Jakarta (ANTARA) - Upaya pemerintah dalam menekan prevalensi perokok di Indonesia perlu mempertimbangkan beragam aspek, antara lain kondisi sosial, kultural dan ekonomi.
Ketua Yayasan Manusia Welas Asih Semesta (Mawas) Kurniawan Saefullah menyebutkan, pengentasan prevalensi merokok memerlukan identifikasi mendasar terkait penyebab meningkatnya konsumsi rokok di Indonesia.
"Dalam hal ini, perlu melihat apakah penyebabnya faktor sosial atau kultural. Keduanya saling berkaitan sekalipun juga perlu dibedakan,” ujar dia dalam siaran pers Sabtu.
Kurniawan menjelaskan fenomena sosial berkaitan dengan faktor pemicu konsumsi rokok di Indonesia. Untuk menekan prevalensi merokok di Indonesia, maka diperlukan identifikasi keterkaitan antara kedua fenomena tersebut.
“Saat merokok dilakukan karena didorong faktor stres, maka selama penyebab stres tidak diselesaikan, kebiasaan tersebut tidak akan tersolusikan,” tuturnya.
Hal yang sama juga perlu dilakukan terkait aspek kultural di mana berdasarkan riset, aspek kultural turut menjadi pendorong konsumsi rokok di Indonesia. Salah satu riset yang bisa menjadi pertimbangan adalah "If I don't smoke, I'm not a real man’ – Indonesian teenage boys views about smoking" oleh Nawi Ng, L. Weinehall, dan A. Ohman yang dipublikasikan pada 2007.

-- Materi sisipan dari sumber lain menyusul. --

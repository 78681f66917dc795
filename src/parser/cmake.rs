//! CMake declaration parser
//!
//! Extracts the GitHub coordinates of a dependency declared through one of the
//! mirror-aware FetchContent helper macros.
//!
//! Format examples:
//! - Archive: `FetchContent_DeclareGitHubWithMirror(jemalloc jemalloc/jemalloc 5.3.0 MD5=...)`
//! - Tarball:
//!   ```text
//!   FetchContent_DeclareGitHubTarWithMirror(lua
//!     RocksLabs/lua 1ab4ea5f...
//!     MD5=...
//!   )
//!   ```

use regex::Regex;

use crate::parser::traits::Parser;
use crate::parser::types::{Declaration, DeclarationMacro, ParsedDeclaration};

/// Parser for CMake dependency declaration files
pub struct CMakeParser {
    /// One pattern per macro, in priority order.
    /// Captures: registration key, owner, repo, revision
    patterns: Vec<(DeclarationMacro, Regex)>,
}

impl CMakeParser {
    pub fn new() -> Self {
        let patterns = DeclarationMacro::PRIORITY
            .into_iter()
            .map(|declaration_macro| {
                // Match: MACRO( KEY owner/repo rev
                let pattern = format!(
                    r"{}\s*\(\s*(\S+)\s+([\w.-]+)/([\w.-]+)\s+([\w.-]+)",
                    regex::escape(declaration_macro.as_str())
                );
                (declaration_macro, Regex::new(&pattern).unwrap())
            })
            .collect();

        Self { patterns }
    }
}

impl Default for CMakeParser {
    fn default() -> Self {
        Self::new()
    }
}

impl Parser for CMakeParser {
    fn parse(&self, content: &str) -> Option<ParsedDeclaration> {
        self.patterns.iter().find_map(|(declaration_macro, re)| {
            let caps = re.captures(content)?;
            Some(ParsedDeclaration {
                key: caps[1].to_string(),
                declaration_macro: *declaration_macro,
                declaration: Declaration {
                    owner: caps[2].to_string(),
                    repo: caps[3].to_string(),
                    rev: caps[4].to_string(),
                },
            })
        })
    }
}
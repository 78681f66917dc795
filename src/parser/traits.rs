//! Parser trait definition

use crate::parser::types::ParsedDeclaration;

/// Trait for parsing dependency declaration files
///
/// Which files are handed to a parser is decided by the scanner's `ScanConfig`.
pub trait Parser {
    /// Extract the dependency declared in `content`, if any
    fn parse(&self, content: &str) -> Option<ParsedDeclaration>;
}
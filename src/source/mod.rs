//! Source resolution layer
//!
//! Turns a declared revision into a pinned source: the commit it points to and
//! the SRI hash of the unpacked archive for that commit.
//!
//! # Architecture
//!
//! ```text
//! ┌─────────────┐     ┌───────────────┐     ┌──────────────────┐
//! │  Resolver   │────▶│ SourceFetcher │────▶│    NixFetcher    │
//! │ (cache hit, │     │    (trait)    │     │ git ls-remote,   │
//! │  per item)  │     └───────────────┘     │ nix-prefetch-url │
//! └─────────────┘                           │ nix hash to-sri  │
//!                                           └──────────────────┘
//! ```
//!
//! # Modules
//!
//! - [`resolver`]: Cache reuse and per-dependency resolution
//! - [`fetcher`]: Trait over the external tools
//! - [`nix`]: `SourceFetcher` backed by git and nix
//! - [`command`]: Running an external tool and capturing its output
//! - [`commit`]: Commit hash detection and tool output parsing
//! - [`error`]: Error type for a single resolution

pub mod command;
pub mod commit;
pub mod error;
pub mod fetcher;
pub mod nix;
pub mod resolver;

pub use error::ResolveError;
pub use fetcher::SourceFetcher;
pub use nix::NixFetcher;
pub use resolver::{Resolution, resolve_all, resolve_source};
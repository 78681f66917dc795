//! Commit hash detection, source URLs and tool output parsing

use crate::source::error::ResolveError;

/// Length of a SHA-1 git object id in hex
pub const COMMIT_HASH_LEN: usize = 40;

/// Returns true if `rev` is a full commit hash (40 lowercase hex characters)
///
/// Such revisions are pinned already and need no remote lookup.
pub fn is_commit_hash(rev: &str) -> bool {
    rev.len() == COMMIT_HASH_LEN
        && rev
            .bytes()
            .all(|b| b.is_ascii_digit() || (b'a'..=b'f').contains(&b))
}

/// `https://github.com/{owner}/{repo}`
pub fn repository_url(base_url: &str, owner: &str, repo: &str) -> String {
    format!("{}/{}/{}", base_url.trim_end_matches('/'), owner, repo)
}

/// `https://github.com/{owner}/{repo}/archive/{commit}.tar.gz`
pub fn archive_url(base_url: &str, owner: &str, repo: &str, commit: &str) -> String {
    format!(
        "{}/archive/{}.tar.gz",
        repository_url(base_url, owner, repo),
        commit
    )
}

/// Extracts the commit from `git ls-remote` output: the first field of the first line
pub fn parse_ls_remote(stdout: &str) -> Result<String, ResolveError> {
    let commit = stdout
        .split_whitespace()
        .next()
        .ok_or_else(|| ResolveError::EmptyOutput("git ls-remote".to_string()))?;

    if !is_commit_hash(commit) {
        return Err(ResolveError::InvalidCommit(commit.to_string()));
    }

    Ok(commit.to_string())
}

/// Extracts the hash from `nix-prefetch-url` output, which prints it on the last line
pub fn parse_prefetch(stdout: &str) -> Result<String, ResolveError> {
    stdout
        .trim()
        .lines()
        .last()
        .map(str::trim)
        .filter(|line| !line.is_empty())
        .map(str::to_string)
        .ok_or_else(|| ResolveError::EmptyOutput("nix-prefetch-url".to_string()))
}

/// Extracts the SRI hash from `nix hash to-sri` output
pub fn parse_sri(stdout: &str) -> Result<String, ResolveError> {
    let sri = stdout.trim();

    if sri.is_empty() {
        return Err(ResolveError::EmptyOutput("nix hash to-sri".to_string()));
    }
    if !sri.starts_with("sha256-") {
        return Err(ResolveError::InvalidHash(sri.to_string()));
    }

    Ok(sri.to_string())
}

#[cfg(test)]
mod tests {
    use super::*;
    use rstest::rstest;

    const COMMIT: &str = "0123456789abcdef0123456789abcdef01234567";

    #[rstest]
    #[case(COMMIT, true)]
    #[case("deadbeefdeadbeefdeadbeefdeadbeefdeadbeef", true)]
    #[case("0123456789ABCDEF0123456789ABCDEF01234567", false)]
    #[case("0123456789abcdef0123456789abcdef0123456", false)]
    #[case("0123456789abcdef0123456789abcdef012345678", false)]
    #[case("0123456789abcdef0123456789abcdef0123456g", false)]
    #[case("v1.2.3", false)]
    #[case("main", false)]
    #[case("", false)]
    fn is_commit_hash_returns_expected(#[case] rev: &str, #[case] expected: bool) {
        assert_eq!(is_commit_hash(rev), expected);
    }

    #[rstest]
    #[case("https://github.com")]
    #[case("https://github.com/")]
    fn archive_url_points_at_commit_tarball(#[case] base_url: &str) {
        assert_eq!(
            archive_url(base_url, "acme", "foo", COMMIT),
            format!("https://github.com/acme/foo/archive/{COMMIT}.tar.gz")
        );
    }

    #[test]
    fn parse_ls_remote_takes_first_line() {
        let stdout = format!(
            "{COMMIT}\trefs/tags/v1.2.3\nffffffffffffffffffffffffffffffffffffffff\trefs/tags/v1.2.3^{{}}\n"
        );

        assert_eq!(parse_ls_remote(&stdout).unwrap(), COMMIT);
    }

    #[rstest]
    #[case("")]
    #[case("\n")]
    fn parse_ls_remote_fails_for_empty_output(#[case] stdout: &str) {
        assert!(matches!(
            parse_ls_remote(stdout),
            Err(ResolveError::EmptyOutput(_))
        ));
    }

    #[test]
    fn parse_ls_remote_fails_for_non_commit_field() {
        assert!(matches!(
            parse_ls_remote("warning: redirecting to https://example.com\n"),
            Err(ResolveError::InvalidCommit(_))
        ));
    }

    #[test]
    fn parse_prefetch_takes_last_line() {
        let stdout = "path is '/nix/store/abc-source'\n0ssh0f7zz7ivd2bvv8q6v0z2dyj3fbhgcpv0z8fp2f4r9q2xh5cb\n";

        assert_eq!(
            parse_prefetch(stdout).unwrap(),
            "0ssh0f7zz7ivd2bvv8q6v0z2dyj3fbhgcpv0z8fp2f4r9q2xh5cb"
        );
    }

    #[test]
    fn parse_prefetch_fails_for_empty_output() {
        assert!(matches!(
            parse_prefetch("  \n"),
            Err(ResolveError::EmptyOutput(_))
        ));
    }

    #[test]
    fn parse_sri_trims_output() {
        assert_eq!(
            parse_sri("sha256-47DEQpj8HBSa+/TImW+5JCeuQeRkm5NMpJWZG3hSuFU=\n").unwrap(),
            "sha256-47DEQpj8HBSa+/TImW+5JCeuQeRkm5NMpJWZG3hSuFU="
        );
    }

    #[rstest]
    #[case("", false)]
    #[case("0ssh0f7zz7ivd2bvv8q6v0z2dyj3fbhgcpv0z8fp2f4r9q2xh5cb", true)]
    fn parse_sri_rejects_unexpected_output(#[case] stdout: &str, #[case] has_output: bool) {
        let result = parse_sri(stdout);

        if has_output {
            assert!(matches!(result, Err(ResolveError::InvalidHash(_))));
        } else {
            assert!(matches!(result, Err(ResolveError::EmptyOutput(_))));
        }
    }
}
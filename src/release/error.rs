use std::path::PathBuf;

use thiserror::Error;

#[derive(Debug, Error)]
pub enum ReleaseError {
    #[error("Network error: {0}")]
    Network(#[from] reqwest::Error),

    #[error("Rate limited: retry after {retry_after_secs:?} seconds")]
    RateLimited { retry_after_secs: Option<u64> },

    #[error("Repository or release not found: {0}")]
    NotFound(String),

    #[error("Invalid response: {0}")]
    InvalidResponse(String),

    #[error("Not a semantic version: {0}")]
    InvalidVersion(String),

    #[error("Failed to read version file {}: {reason}", path.display())]
    VersionFile { path: PathBuf, reason: String },
}
//! GitHub Releases API implementation

use serde::Deserialize;
use tracing::warn;

use crate::config::DEFAULT_GITHUB_API_URL;
use crate::release::error::ReleaseError;
use crate::release::source::ReleaseSource;

/// Response from the latest release endpoint
#[derive(Debug, Deserialize)]
struct Release {
    tag_name: String,
}

/// Looks up releases through the GitHub REST API
pub struct GitHubReleases {
    client: reqwest::Client,
    base_url: String,
}

impl GitHubReleases {
    /// Creates a new GitHubReleases with a custom base URL
    pub fn new(base_url: &str) -> Self {
        Self {
            client: reqwest::Client::builder()
                .user_agent("dep-pin")
                .build()
                .expect("Failed to create HTTP client"),
            base_url: base_url.trim_end_matches('/').to_string(),
        }
    }
}

impl Default for GitHubReleases {
    fn default() -> Self {
        Self::new(DEFAULT_GITHUB_API_URL)
    }
}

#[async_trait::async_trait]
impl ReleaseSource for GitHubReleases {
    async fn latest_release_tag(&self, repo: &str) -> Result<String, ReleaseError> {
        let url = format!("{}/repos/{}/releases/latest", self.base_url, repo);

        let response = self
            .client
            .get(&url)
            .header("Accept", "application/vnd.github+json")
            .send()
            .await?;

        let status = response.status();

        if status == reqwest::StatusCode::NOT_FOUND {
            return Err(ReleaseError::NotFound(repo.to_string()));
        }

        if status == reqwest::StatusCode::TOO_MANY_REQUESTS {
            let retry_after = response
                .headers()
                .get("retry-after")
                .and_then(|v| v.to_str().ok())
                .and_then(|v| v.parse().ok());
            return Err(ReleaseError::RateLimited {
                retry_after_secs: retry_after,
            });
        }

        if !status.is_success() {
            warn!("GitHub API returned status {}: {}", status, url);
            return Err(ReleaseError::InvalidResponse(format!(
                "Unexpected status: {}",
                status
            )));
        }

        let release: Release = response.json().await.map_err(|e| {
            warn!("Failed to parse GitHub release response: {}", e);
            ReleaseError::InvalidResponse(e.to_string())
        })?;

        Ok(release.tag_name)
    }
}
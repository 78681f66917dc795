use semver::Version;

/// Parse a release tag into a semver::Version
///
/// Strips a leading 'v' and pads partial versions with zeros.
///
/// Examples:
/// - "v2" -> Version(2, 0, 0)
/// - "2.9" -> Version(2, 9, 0)
/// - "v2.9.0-rc1" -> Version(2, 9, 0, pre: rc1)
pub fn parse_tag(tag: &str) -> Option<Version> {
    let version = tag.strip_prefix('v').unwrap_or(tag);
    let parts: Vec<&str> = version.split('.').collect();
    let normalized = match parts.len() {
        1 => format!("{}.0.0", parts[0]),
        2 => format!("{}.{}.0", parts[0], parts[1]),
        _ => version.to_string(),
    };
    Version::parse(&normalized).ok()
}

“Jika merokok disebabkan karena faktor kultural mengenai imaji bahwa yang merokok itu terkait dengan pandangan maskulinitas, maka perlu ada upaya besar untuk mengubah pandangan maskulinitas yang dikaitkan dengan merokok dan seterusnya,” paparnya.
Faktor ekonomi juga memicu prevalensi merokok. Kurniawan menjelaskan kebiasaan merokok erat dengan unsur kompleks yang mencerminkan adanya lapangan pekerjaan yang besar bagi petani dan buruh.
"Artinya saat merokok ingin dikurangi, apakah dapat juga dikurangi produksi rokoknya? Dengan demikian juga mengurangi tenaga kerja di sektor itu dan artinya akan berdampak pada pengangguran? Ini menjadi tidak sederhana,” ucap Kurniawan.
Di sisi lain, upaya menekan prevalensi merokok tetap harus didorong melalui edukasi mengenai produk alternatif yang lebih ringan risikonya, semisal tembakau yang dipanaskan dan rokok elektrik.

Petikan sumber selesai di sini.